Soviet army officer: born Kaluga Province, Russia, 1896; died Moscow, June 18, 1974.
The son of peasants, he became a private in the Imperial Russian Army in 1915. By 1917 he had advanced to sergeant and had twice been decorated with the Cross of St. George. After the Russian Revolution, he joined the Red Army (1918) and served throughout the civil war as an officer of cavalry. Zhukov attended the Frunze Military Academy (1928-1931) and thereafter became the commander successively of a cavalry regiment, a division (1934), and a corps (1936). During this period he was closely associated with Gen. (later Marshal) Semyon K. Timoshenko and took a leading part in the development of the Soviet armored forces.
In January 1940 Zhukov was appointed chief of staff of the Soviet forces in the final stages of the Russo-Finnish War. He was promoted to army general in May 1940 and became chief of staff of the Red Army, vice commissar for defense, and an alternate member of the Politburo in January 1941. He was active in the sweeping reorganization and retraining of the Soviet Army that followed the Finnish war.
After Adolf Hitler invaded Russia in June 1941, Zhukov took part in defensive operations on the central and Leningrad fronts as representative of the High Command. In October 1941 he was appointed to command the reserve forces that were being massed for the defense of Moscow, and he brought the German offensive to a halt in December of that year. Meanwhile the Headquarters (Stavka) of the Supreme Command had been organized, and Zhukov became 1st deputy commissar for defense and-under Joseph Stalin's over-all direction-the virtual chief of the Soviet war effort, aided by the 2d deputy commissar for defense, General Aleksandr M. Vasilevski. In 1942 he personally organized the great counteroffensive at Stalingrad and subsequently the operations that resulted in the relief of Leningrad; for these services he was promoted to the rank of marshal of the Soviet Union. His final front command of the war was the great offensive against Berlin (1944-1945).

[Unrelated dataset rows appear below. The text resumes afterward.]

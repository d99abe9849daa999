//! Lunar quarter search.
//!
//! A quarter occurs when the apparent Moon-Sun elongation in ecliptic
//! longitude reaches 0°, 90°, 180° or 270°. The search samples
//! `f(t) = normalize_180(elongation(t) − target)` on a coarse grid and
//! bisects the first genuine sign change.

use chrono::{NaiveDate, TimeZone};
use selene_core::Body;
use selene_frames::{normalize_180, normalize_360};
use selene_sky::EphemerisSource;
use selene_time::Epoch;

use crate::error::SearchError;

/// Coarse scan step, seconds (half a day).
const SCAN_STEP_S: f64 = 43_200.0;
/// Scan window, seconds (40 days covers a synodic month with margin).
const SCAN_WINDOW_S: f64 = 40.0 * 86_400.0;
/// Bisection stops below this bracket width, seconds.
const CONVERGENCE_S: f64 = 1.0;

/// The four principal phases.
#[derive(Debug, Clone, Copy, PartialEq, Eq, Hash)]
pub enum LunarQuarter {
    New,
    FirstQuarter,
    Full,
    LastQuarter,
}

impl LunarQuarter {
    pub const ALL: [LunarQuarter; 4] = [
        Self::New,
        Self::FirstQuarter,
        Self::Full,
        Self::LastQuarter,
    ];

    /// Moon-Sun elongation at which this quarter occurs, degrees.
    pub const fn target_elongation_deg(self) -> f64 {
        match self {
            Self::New => 0.0,
            Self::FirstQuarter => 90.0,
            Self::Full => 180.0,
            Self::LastQuarter => 270.0,
        }
    }
}

/// Direction of an event search.
#[derive(Debug, Clone, Copy, PartialEq, Eq)]
pub enum SearchDirection {
    Forward,
    Backward,
}

/// A quarter and the instant it occurs.
#[derive(Debug, Clone, Copy, PartialEq)]
pub struct QuarterEvent {
    pub quarter: LunarQuarter,
    pub epoch: Epoch,
}

/// Apparent ecliptic elongation of the Moon from the Sun, degrees [0, 360).
pub fn elongation_deg<S: EphemerisSource + ?Sized>(
    source: &S,
    epoch: Epoch,
) -> Result<f64, SearchError> {
    let moon = source.apparent(Body::Moon, epoch)?;
    let sun = source.apparent(Body::Sun, epoch)?;
    Ok(normalize_360(moon.ecl_lon_deg - sun.ecl_lon_deg))
}

fn offset_from_target<S: EphemerisSource + ?Sized>(
    source: &S,
    quarter: LunarQuarter,
    epoch: Epoch,
) -> Result<f64, SearchError> {
    Ok(normalize_180(
        elongation_deg(source, epoch)? - quarter.target_elongation_deg(),
    ))
}

/// A sign change that is not the ±180° wrap of the normalised offset.
fn is_genuine_crossing(f_a: f64, f_b: f64) -> bool {
    f_a * f_b < 0.0 && (f_a - f_b).abs() < 270.0
}

fn bisect<S: EphemerisSource + ?Sized>(
    source: &S,
    quarter: LunarQuarter,
    mut t_a: Epoch,
    mut f_a: f64,
    mut t_b: Epoch,
) -> Result<Epoch, SearchError> {
    while t_b - t_a > CONVERGENCE_S {
        let t_mid = t_a + 0.5 * (t_b - t_a);
        let f_mid = offset_from_target(source, quarter, t_mid)?;
        if f_a * f_mid <= 0.0 {
            t_b = t_mid;
        } else {
            t_a = t_mid;
            f_a = f_mid;
        }
    }
    Ok(t_a + 0.5 * (t_b - t_a))
}

/// Find the quarter nearest to `from` in `direction`.
///
/// Forward finds the first occurrence at or after `from`; backward the
/// last one strictly before it.
pub fn find_quarter<S: EphemerisSource + ?Sized>(
    source: &S,
    quarter: LunarQuarter,
    from: Epoch,
    direction: SearchDirection,
) -> Result<Option<QuarterEvent>, SearchError> {
    let step = match direction {
        SearchDirection::Forward => SCAN_STEP_S,
        SearchDirection::Backward => -SCAN_STEP_S,
    };
    let max_steps = (SCAN_WINDOW_S / SCAN_STEP_S).ceil() as usize;

    let mut t_prev = from;
    let mut f_prev = offset_from_target(source, quarter, from)?;
    if f_prev == 0.0 && direction == SearchDirection::Forward {
        return Ok(Some(QuarterEvent {
            quarter,
            epoch: from,
        }));
    }

    for _ in 0..max_steps {
        let t_curr = t_prev + step;
        let f_curr = offset_from_target(source, quarter, t_curr)?;

        if f_curr == 0.0 {
            return Ok(Some(QuarterEvent {
                quarter,
                epoch: t_curr,
            }));
        }
        if is_genuine_crossing(f_prev, f_curr) {
            let (t_a, f_a, t_b) = match direction {
                SearchDirection::Forward => (t_prev, f_prev, t_curr),
                SearchDirection::Backward => (t_curr, f_curr, t_prev),
            };
            let epoch = bisect(source, quarter, t_a, f_a, t_b)?;
            tracing::trace!(?quarter, jd_tdb = epoch.as_jd_tdb(), "quarter found");
            return Ok(Some(QuarterEvent { quarter, epoch }));
        }

        t_prev = t_curr;
        f_prev = f_curr;
    }
    Ok(None)
}

/// First occurrence of `quarter` at or after `from`.
pub fn next_quarter<S: EphemerisSource + ?Sized>(
    source: &S,
    quarter: LunarQuarter,
    from: Epoch,
) -> Result<Option<QuarterEvent>, SearchError> {
    find_quarter(source, quarter, from, SearchDirection::Forward)
}

/// Last occurrence of `quarter` strictly before `from`.
pub fn prev_quarter<S: EphemerisSource + ?Sized>(
    source: &S,
    quarter: LunarQuarter,
    from: Epoch,
) -> Result<Option<QuarterEvent>, SearchError> {
    find_quarter(source, quarter, from, SearchDirection::Backward)
}

pub fn next_full_moon<S: EphemerisSource + ?Sized>(
    source: &S,
    from: Epoch,
) -> Result<Option<QuarterEvent>, SearchError> {
    next_quarter(source, LunarQuarter::Full, from)
}

pub fn prev_full_moon<S: EphemerisSource + ?Sized>(
    source: &S,
    from: Epoch,
) -> Result<Option<QuarterEvent>, SearchError> {
    prev_quarter(source, LunarQuarter::Full, from)
}

pub fn next_new_moon<S: EphemerisSource + ?Sized>(
    source: &S,
    from: Epoch,
) -> Result<Option<QuarterEvent>, SearchError> {
    next_quarter(source, LunarQuarter::New, from)
}

pub fn prev_new_moon<S: EphemerisSource + ?Sized>(
    source: &S,
    from: Epoch,
) -> Result<Option<QuarterEvent>, SearchError> {
    prev_quarter(source, LunarQuarter::New, from)
}

/// Local calendar dates of the quarters on either side of an instant.
#[derive(Debug, Clone, Copy, PartialEq, Eq)]
pub struct QuarterAnchors {
    pub prev_new: NaiveDate,
    pub next_new: NaiveDate,
    pub prev_first_quarter: NaiveDate,
    pub next_first_quarter: NaiveDate,
    pub prev_full: NaiveDate,
    pub next_full: NaiveDate,
    pub prev_last_quarter: NaiveDate,
    pub next_last_quarter: NaiveDate,
}

impl QuarterAnchors {
    /// Search all eight quarters around `epoch` and read their dates in
    /// `zone`.
    pub fn around<S, Tz>(source: &S, epoch: Epoch, zone: &Tz) -> Result<Self, SearchError>
    where
        S: EphemerisSource + ?Sized,
        Tz: TimeZone,
    {
        let date = |quarter: LunarQuarter,
                    direction: SearchDirection|
         -> Result<NaiveDate, SearchError> {
            let event = find_quarter(source, quarter, epoch, direction)?
                .ok_or(SearchError::NotFound("lunar quarter within 40 days"))?;
            local_date(event.epoch, zone)
        };
        use LunarQuarter::*;
        use SearchDirection::*;
        Ok(Self {
            prev_new: date(New, Backward)?,
            next_new: date(New, Forward)?,
            prev_first_quarter: date(FirstQuarter, Backward)?,
            next_first_quarter: date(FirstQuarter, Forward)?,
            prev_full: date(Full, Backward)?,
            next_full: date(Full, Forward)?,
            prev_last_quarter: date(LastQuarter, Backward)?,
            next_last_quarter: date(LastQuarter, Forward)?,
        })
    }
}

/// Calendar date of `epoch` in `zone`.
pub fn local_date<Tz: TimeZone>(epoch: Epoch, zone: &Tz) -> Result<NaiveDate, SearchError> {
    Ok(epoch.to_datetime()?.with_timezone(zone).date_naive())
}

After World War II Zhukov commanded the Soviet occupation forces in Germany (1945-1946) and in 1946 was recalled to Moscow as deputy minister of defense and commander in chief of the ground forces. A few weeks later he was relieved of these posts and ordered to an obscure command at Odessa, apparently because of Stalin's jealousy of his military reputation. Late in 1952, however, Zhukov was suddenly and secretly reinstated in both the posts from which he had been dismissed, for reasons never clearly revealed. On the death of Stalin, in March 1953, he played a prominent part in the arrest and overthrow of Lavrenti P. Beria, the head of the secret police; the army now became a powerful political force, and in February 1955 army support headed by Zhukov was responsible for Nikita S. Khrushchev's political triumph over Georgi M. Malenkov, Zhukov becoming minister of defense. In June 1957 the revolt of Vyacheslav M. Molotov and Malenkov against Khrushchev was crushed by Zhukov, who boldly told the Central Committee that the armed forces would not "permit anyone to bid for power." Zhukov was now made a full member of the party Presidium, the first Soviet professional soldier ever to reach that eminence. In October 1957, however, he was ousted from this and all other political positions and again relegated to obscurity, ostensibly for trying to limit the control of the party organization over the armed forces.
After the ouster of Khrushchev in 1964, Zhukov was allowed to return to public life once again. He made appearances at military functions, and his wartime memoirs, Toward Berlin, were published in the official magazine of the Soviet ministry of defense.